Exercise aim: In the entries that follow, find each line with the word "PathBuf" and copy it.

Working data:
--

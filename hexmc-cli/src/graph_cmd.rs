//! Generic graph utilities over the positional text format
//!
//! These commands exercise the graph engine outside of Hex: load a
//! file whose first line is the vertex count and whose remaining lines
//! are `<from> <to> <weight>` triples, then run the shortest-path
//! oracle or Kruskal over it. Loaded vertices are uncolored, which the
//! oracle treats as one uniform color.

use std::path::PathBuf;

use anyhow::{bail, Context, Result};
use clap::Args;
use serde::Serialize;

use hexmc_core::{minimum_spanning_tree, Graph, PathFinder};

#[derive(Args)]
pub struct PathArgs {
    /// Graph description file
    #[arg(long, value_name = "FILE")]
    pub file: PathBuf,

    /// Source vertex id
    #[arg(long)]
    pub from: usize,

    /// Target vertex id
    #[arg(long)]
    pub to: usize,

    /// Output as JSON
    #[arg(long)]
    pub json: bool,
}

#[derive(Args)]
pub struct MstArgs {
    /// Graph description file
    #[arg(long, value_name = "FILE")]
    pub file: PathBuf,

    /// Output as JSON
    #[arg(long)]
    pub json: bool,
}

#[derive(Serialize)]
struct PathReport {
    reached: bool,
    distance: f32,
    path: Vec<usize>,
}

#[derive(Serialize)]
struct MstReport {
    edges: Vec<MstEdge>,
    total_weight: f32,
}

#[derive(Serialize)]
struct MstEdge {
    from: usize,
    to: usize,
    weight: f32,
}

fn load(file: &PathBuf) -> Result<Graph> {
    Graph::from_file(file).with_context(|| format!("loading {}", file.display()))
}

pub fn run_path(args: &PathArgs) -> Result<()> {
    let graph = load(&args.file)?;
    if args.from >= graph.vertex_count() || args.to >= graph.vertex_count() {
        bail!(
            "vertex ids must be below {} (got {} and {})",
            graph.vertex_count(),
            args.from,
            args.to
        );
    }

    let mut finder = PathFinder::new();
    let reached = finder.reachable(&graph, args.from, args.to);

    if args.json {
        let report = PathReport {
            reached,
            distance: finder.distance(),
            path: finder.path().to_vec(),
        };
        println!("{}", serde_json::to_string_pretty(&report)?);
    } else if reached {
        let hops: Vec<String> = finder.path().iter().map(|v| v.to_string()).collect();
        println!("{} (distance {})", hops.join(" -> "), finder.distance());
    } else {
        println!("no path from {} to {}", args.from, args.to);
    }
    Ok(())
}

pub fn run_mst(args: &MstArgs) -> Result<()> {
    let graph = load(&args.file)?;
    let tree = minimum_spanning_tree(&graph);

    if args.json {
        let report = MstReport {
            edges: tree
                .edges
                .iter()
                .map(|&id| {
                    let e = graph.edge(id);
                    MstEdge {
                        from: e.from(),
                        to: e.to(),
                        weight: e.weight,
                    }
                })
                .collect(),
            total_weight: tree.total_weight,
        };
        println!("{}", serde_json::to_string_pretty(&report)?);
    } else {
        for &id in &tree.edges {
            let e = graph.edge(id);
            println!("{} - {}  (weight {})", e.from(), e.to(), e.weight);
        }
        println!("total weight: {}", tree.total_weight);
    }
    Ok(())
}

--

Output of the task:
use std::path::PathBuf;
    pub file: PathBuf,
    pub file: PathBuf,
fn load(file: &PathBuf) -> Result<Graph> {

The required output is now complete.